I started to say “No, she never has,” but then I remembered that incident in London. This was before we left for the Continent, so everything was still young and fresh, and I was delighting in my life with her. On that occasion, I went to a cabaret hoping to meet her, and I saw her there, in one of the dark corners, talking earnestly to a young man. I was about to leave, but she caught my eye, and came over to me. We chatted about inconsequential things for a while, then I turned to go. She asked why I was leaving, and I said I thought she was busy. She said she was never too busy for me, and we left together. I never spoke about it, and I didn’t even think about it much, but I’ve never been able to make sense of it, unless, for a while, she really did care about me. I don’t know.

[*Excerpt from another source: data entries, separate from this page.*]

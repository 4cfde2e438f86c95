use std::sync::Arc;

use {
    axum::{
        Form, Json, Router,
        body::Body,
        extract::{Query, State},
        http::{HeaderMap, Request, header},
        response::{IntoResponse, Redirect, Response},
        routing::{get, post},
    },
    axum_extra::extract::cookie::{Cookie, CookieJar, SameSite},
    hcauth_appliances::{AccessorySnippet, DeviceDirectory},
    hcauth_oauth::{TokenRecord, unix_now},
    hcauth_sessions::{LookupError, new_session_id},
    secrecy::SecretString,
    serde::Deserialize,
    tower_http::trace::TraceLayer,
    tracing::{Span, info, info_span, warn},
};

use crate::{
    error::GatewayError,
    pages::{
        AuthorizedPage, DeniedPage, DeviceOption, DonePage, FinishPage, SelectPage, WelcomePage,
        render,
    },
    state::{CALLBACK_PATH, GatewayState},
};

pub const SESSION_COOKIE: &str = "hcauth_session";

pub fn build_router(state: Arc<GatewayState>) -> Router {
    Router::new()
        .route("/", get(index))
        .route("/welcome", get(welcome).post(proceed))
        .route("/login", get(login))
        .route(CALLBACK_PATH, get(authorized))
        .route("/logout", get(logout))
        .route("/finish", post(finish))
        .layer(TraceLayer::new_for_http().make_span_with(request_span))
        .with_state(state)
}

/// Request span without the query string, which carries authorization codes.
fn request_span(request: &Request<Body>) -> Span {
    info_span!(
        "request",
        method = %request.method(),
        path = %request.uri().path(),
    )
}

fn session_id(jar: &CookieJar) -> Option<String> {
    jar.get(SESSION_COOKIE)
        .map(|c| c.value().to_string())
        .filter(|v| !v.is_empty())
}

fn session_cookie(id: String) -> Cookie<'static> {
    Cookie::build((SESSION_COOKIE, id))
        .path("/")
        .http_only(true)
        .same_site(SameSite::Lax)
        .build()
}

async fn index(
    State(state): State<Arc<GatewayState>>,
    jar: CookieJar,
) -> Result<Response, GatewayError> {
    if let Some(id) = session_id(&jar)
        && state.sessions.current_token(&id).is_some()
    {
        let page = AuthorizedPage {
            token_path: token_path(&state)?,
        };
        return Ok(render(&page)?.into_response());
    }

    let entry = if state.options.device_selection {
        "/welcome"
    } else {
        "/login"
    };
    Ok(Redirect::to(entry).into_response())
}

async fn welcome() -> Result<Response, GatewayError> {
    Ok(render(&WelcomePage { action: "/welcome" })?.into_response())
}

async fn proceed() -> Redirect {
    Redirect::to("/login")
}

async fn login(
    State(state): State<Arc<GatewayState>>,
    headers: HeaderMap,
) -> Result<Redirect, GatewayError> {
    let callback = state.callback_url(&headers);
    let url = state
        .oauth
        .authorization_url(&callback)
        .map_err(GatewayError::Internal)?;
    info!(%callback, "redirecting to provider for authorization");
    Ok(Redirect::to(&url))
}

#[derive(Debug, Default, Deserialize)]
pub struct CallbackParams {
    pub code: Option<String>,
    pub error: Option<String>,
    pub error_reason: Option<String>,
    pub error_description: Option<String>,
}

async fn authorized(
    State(state): State<Arc<GatewayState>>,
    jar: CookieJar,
    headers: HeaderMap,
    Query(params): Query<CallbackParams>,
) -> Result<Response, GatewayError> {
    let Some(code) = params.code.filter(|c| !c.is_empty()) else {
        let Some(reason) = params.error_reason.or(params.error) else {
            return Err(GatewayError::MissingCode);
        };
        let description = params.error_description.unwrap_or_default();
        warn!(%reason, %description, "provider denied authorization");
        return Ok(render(&DeniedPage {
            reason,
            description,
        })?
        .into_response());
    };

    let redirect_uri = state.callback_url(&headers);
    let token = state
        .oauth
        .exchange_code(&code, &redirect_uri)
        .await
        .map_err(GatewayError::TokenExchange)?;
    let access_token = token.access_token.clone();

    let record = TokenRecord::new(token, state.oauth.config(), unix_now());
    state
        .tokens
        .save(&record)
        .map_err(GatewayError::TokenPersist)?;

    if let Some(previous) = session_id(&jar) {
        state.sessions.remove(&previous);
    }
    let session = new_session_id();
    state
        .sessions
        .store_token(&session, SecretString::new(access_token.clone()));
    let jar = jar.add(session_cookie(session.clone()));

    if !state.options.device_selection {
        let page = DonePage {
            token_path: token_path(&state)?,
        };
        return Ok((jar, render(&page)?).into_response());
    }

    let appliances = match state
        .appliances
        .list(&SecretString::new(access_token))
        .await
    {
        Ok(list) => list,
        Err(e) => return Ok((jar, GatewayError::DeviceListing(e)).into_response()),
    };
    let directory = DeviceDirectory::from_appliances(appliances);
    let devices = directory.iter().map(DeviceOption::from).collect();
    state.sessions.set_devices(&session, directory)?;

    Ok((jar, render(&SelectPage { devices })?).into_response())
}

async fn logout(State(state): State<Arc<GatewayState>>, jar: CookieJar) -> (CookieJar, Redirect) {
    let Some(id) = session_id(&jar) else {
        return (jar, Redirect::to("/"));
    };
    if state.sessions.remove(&id) {
        info!("session logged out");
    }
    let jar = jar.remove(Cookie::build(SESSION_COOKIE).path("/"));
    (jar, Redirect::to("/"))
}

#[derive(Debug, Deserialize)]
pub struct FinishForm {
    pub dropdown: String,
}

async fn finish(
    State(state): State<Arc<GatewayState>>,
    jar: CookieJar,
    headers: HeaderMap,
    Form(form): Form<FinishForm>,
) -> Result<Response, GatewayError> {
    let session = session_id(&jar)
        .filter(|id| state.sessions.current_token(id).is_some())
        .ok_or(LookupError::UnknownSession)?;
    let appliance = state.sessions.lookup_device(&session, &form.dropdown)?;
    let path = state
        .tokens
        .absolute_path()
        .map_err(GatewayError::Internal)?;
    let snippet = AccessorySnippet::new(&appliance, &path);
    info!(ha_id = %appliance.ha_id, "accessory configuration generated");

    if wants_json(&headers) {
        return Ok(Json(snippet).into_response());
    }

    let json = snippet
        .to_pretty_json()
        .map_err(|e| GatewayError::Internal(e.into()))?;
    let page = FinishPage {
        name: snippet.name,
        snippet: json,
    };
    Ok(render(&page)?.into_response())
}

fn token_path(state: &GatewayState) -> Result<String, GatewayError> {
    let path = state
        .tokens
        .absolute_path()
        .map_err(GatewayError::Internal)?;
    Ok(path.display().to_string())
}

fn wants_json(headers: &HeaderMap) -> bool {
    headers
        .get(header::ACCEPT)
        .and_then(|v| v.to_str().ok())
        .is_some_and(|accept| accept.contains("application/json"))
}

Jim was looking at me and waiting for an answer as all of this went through my mind, so I said, “I don’t know, maybe she did at one time. But it doesn’t matter.”

“I guess I just don’t understand,” he said.

“I guess you just don’t,” I told him, which ended the conversation.

I’m feeling sort of lazy, so I probably won’t go out any more today, unless this machine inspires me the way it did before. Thinking back, that’s still a little strange.

There are a few boxes of books in the attic, and I spent some time digging through them. Old boxes of other people’s books are always interesting, even if the books themselves aren’t, and here there were a few that caught my eye, such as a 1933 edition of the Encyclopedia Britannica that I looked at for a while. It seemed to specialize in world history, and I was surprised at how much they got right. I also found ten volumes of “Great Orations,” published in 1899. They were in much worse shape than the encyclopedias, but I allowed myself the luxury of a couple of hours with them.

There were plenty of newer books, too, but I feel about books much the way I feel about music; if it’s still being printed in fifty years, I’ll read it then. If, of course, I’m still around in fifty years, but there’s no point in dwelling on that. I’d rather remember Zola’s speech to the jury on the Dreyfus case, which I found in Volume 10. I don’t know who recorded that speech for history, but he ought to be thanked.

Certainly, there’s a good deal of nonsense in it. “Who suffers for truth and justice becomes august and sacred.” Indeed? I remember laughing aloud the first time I read that, and wishing I’d been there when he said it just so I could have looked at his face and seen if he believed it. But there is some truth in his speech that goes far beyond the case of the moment, and his love for his military, and his worship of that stupid country full of stupid Frenchmen. “For when folly and lies are thus sown broadcast, you necessarily reap insanity,” he said, and what man who has lived for more than forty years has not seen that truth?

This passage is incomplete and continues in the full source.